(Information provided Opens)
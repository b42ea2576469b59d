//! SELECT query builder implementation
//!
//! The chain is a set of typestates. Each state only exposes the calls that
//! are legal from it:
//!
//! ```text
//! select ─▶ Initial ─from─▶ Complete ─order_by─▶ Ordered ─limit─▶ Limited ─offset─▶ Offset
//!                            │  ▲ where_/or_where     │                 ▲
//!                            │  └─────────────────────┘                 │
//!                            └──────────────────limit────────────────────┘
//! ```

use super::common::{
    require_table, IntoColumns, QueryBuilder, WhereClause, WhereConnector, TERMINATOR,
};
use crate::{IntoPredicates, Result, Value};

/// Documented ceiling for `LIMIT`. Not enforced by the builder.
pub const MAX_ROWS: u64 = 1000;

/// Clause fragments owned by one select session
#[derive(Debug, Clone, Default)]
struct SelectState {
    query: String,
    where_clause: WhereClause,
    order_by: Option<String>,
    limit: Option<String>,
    offset: Option<String>,
}

impl SelectState {
    fn to_sql(&self) -> String {
        let mut sql = self.query.clone();

        if let Some(where_sql) = self.where_clause.to_sql() {
            sql.push(' ');
            sql.push_str(&where_sql);
        }

        for clause in [&self.order_by, &self.limit, &self.offset]
            .into_iter()
            .flatten()
        {
            sql.push(' ');
            sql.push_str(clause);
        }

        sql.push(TERMINATOR);
        tracing::trace!(sql = %sql, "built select statement");
        sql
    }
}

/// SELECT builder before a table is named. Only `from` is reachable.
#[derive(Debug, Clone)]
pub struct SelectBuilderInitial {
    state: SelectState,
}

/// SELECT builder after `from`: filters, ordering, limit or build
#[derive(Debug, Clone)]
pub struct SelectBuilderComplete {
    state: SelectState,
}

/// SELECT builder after `order_by`: only `limit` or build
#[derive(Debug, Clone)]
pub struct SelectBuilderOrdered {
    state: SelectState,
}

/// SELECT builder after `limit`: only `offset` or build
#[derive(Debug, Clone)]
pub struct SelectBuilderLimited {
    state: SelectState,
}

/// SELECT builder after `offset`: only build
#[derive(Debug, Clone)]
pub struct SelectBuilderOffset {
    state: SelectState,
}

impl SelectBuilderInitial {
    /// Start a SELECT of the given columns. No columns means `*`.
    pub fn new<T>(fields: T) -> Self
    where
        T: IntoColumns,
    {
        let columns = fields.into_columns();
        let fields = if columns.is_empty() {
            "*".to_string()
        } else {
            columns.join(", ")
        };

        Self {
            state: SelectState {
                query: format!("SELECT {}", fields),
                ..SelectState::default()
            },
        }
    }

    /// Name the source table, transitioning to [`SelectBuilderComplete`]
    ///
    /// Fails with [`Error::InvalidArgument`](crate::Error::InvalidArgument)
    /// when `table` is empty.
    ///
    /// # Examples
    /// ```
    /// use yqlkit_core::{select, QueryBuilder};
    ///
    /// let sql = select(["id", "count"]).from("attendance")?.build();
    /// assert_eq!(sql, "SELECT id, count FROM attendance;");
    ///
    /// assert!(select(()).from("").is_err());
    /// # Ok::<(), yqlkit_core::Error>(())
    /// ```
    pub fn from(mut self, table: &str) -> Result<SelectBuilderComplete> {
        let table = require_table(table)?;
        self.state.query.push_str(" FROM ");
        self.state.query.push_str(&table);
        Ok(SelectBuilderComplete { state: self.state })
    }
}

impl SelectBuilderComplete {
    /// Add a predicate group joined with `AND`. Empty groups are ignored.
    ///
    /// # Examples
    /// ```
    /// use yqlkit_core::{select, op, QueryBuilder};
    ///
    /// let sql = select(())
    ///     .from("attendance")?
    ///     .where_(["year = 2024", "month = 5"])
    ///     .or_where(("hour", op::GTE, 18))
    ///     .build();
    /// assert_eq!(
    ///     sql,
    ///     "SELECT * FROM attendance WHERE (year = 2024) AND (month = 5) OR (hour >= 18);"
    /// );
    /// # Ok::<(), yqlkit_core::Error>(())
    /// ```
    pub fn where_<P>(mut self, predicates: P) -> Self
    where
        P: IntoPredicates,
    {
        self.state
            .where_clause
            .push(predicates.into_predicates(), WhereConnector::And);
        self
    }

    /// Add a predicate group joined with `OR`. Empty groups are ignored.
    pub fn or_where<P>(mut self, predicates: P) -> Self
    where
        P: IntoPredicates,
    {
        self.state
            .where_clause
            .push(predicates.into_predicates(), WhereConnector::Or);
        self
    }

    /// Add an AND predicate group (same as where_)
    pub fn and_where<P>(self, predicates: P) -> Self
    where
        P: IntoPredicates,
    {
        self.where_(predicates)
    }

    /// Sort by a column, transitioning to [`SelectBuilderOrdered`]
    pub fn order_by(mut self, column: &str) -> SelectBuilderOrdered {
        self.state.order_by = Some(format!("ORDER BY {}", column));
        SelectBuilderOrdered { state: self.state }
    }

    /// Set the LIMIT clause. See [`MAX_ROWS`] for the documented ceiling.
    pub fn limit(self, value: impl Into<Value>) -> SelectBuilderLimited {
        limit(self.state, value)
    }
}

impl SelectBuilderOrdered {
    /// Set the LIMIT clause. See [`MAX_ROWS`] for the documented ceiling.
    pub fn limit(self, value: impl Into<Value>) -> SelectBuilderLimited {
        limit(self.state, value)
    }
}

impl SelectBuilderLimited {
    /// Set the OFFSET clause.
    ///
    /// Falsy values (`0`, `""`, null) leave the clause out entirely.
    pub fn offset(mut self, value: impl Into<Value>) -> SelectBuilderOffset {
        let value = value.into();
        if value.is_truthy() {
            self.state.offset = Some(format!("OFFSET {}", value.to_bare()));
        }
        SelectBuilderOffset { state: self.state }
    }
}

fn limit(mut state: SelectState, value: impl Into<Value>) -> SelectBuilderLimited {
    state.limit = Some(format!("LIMIT {}", value.into().to_bare()));
    SelectBuilderLimited { state }
}

impl QueryBuilder for SelectBuilderComplete {
    fn build(&self) -> String {
        self.state.to_sql()
    }
}

impl QueryBuilder for SelectBuilderOrdered {
    fn build(&self) -> String {
        self.state.to_sql()
    }
}

impl QueryBuilder for SelectBuilderLimited {
    fn build(&self) -> String {
        self.state.to_sql()
    }
}

impl QueryBuilder for SelectBuilderOffset {
    fn build(&self) -> String {
        self.state.to_sql()
    }
}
(Information provided Closes)
■ Task objective: With the line containing "if let Some(where_sql)" as the last one, please set down exactly the lines of the records above from their very first line, and nothing more.

■ Expected answer:
repository b42ea2576469b59d
//! SELECT query builder implementation
//!
//! The chain is a set of typestates. Each state only exposes the calls that
//! are legal from it:
//!
//! ```text
//! select ─▶ Initial ─from─▶ Complete ─order_by─▶ Ordered ─limit─▶ Limited ─offset─▶ Offset
//!                            │  ▲ where_/or_where     │                 ▲
//!                            │  └─────────────────────┘                 │
//!                            └──────────────────limit────────────────────┘
//! ```

use super::common::{
    require_table, IntoColumns, QueryBuilder, WhereClause, WhereConnector, TERMINATOR,
};
use crate::{IntoPredicates, Result, Value};

/// Documented ceiling for `LIMIT`. Not enforced by the builder.
pub const MAX_ROWS: u64 = 1000;

/// Clause fragments owned by one select session
#[derive(Debug, Clone, Default)]
struct SelectState {
    query: String,
    where_clause: WhereClause,
    order_by: Option<String>,
    limit: Option<String>,
    offset: Option<String>,
}

impl SelectState {
    fn to_sql(&self) -> String {
        let mut sql = self.query.clone();

        if let Some(where_sql) = self.where_clause.to_sql() {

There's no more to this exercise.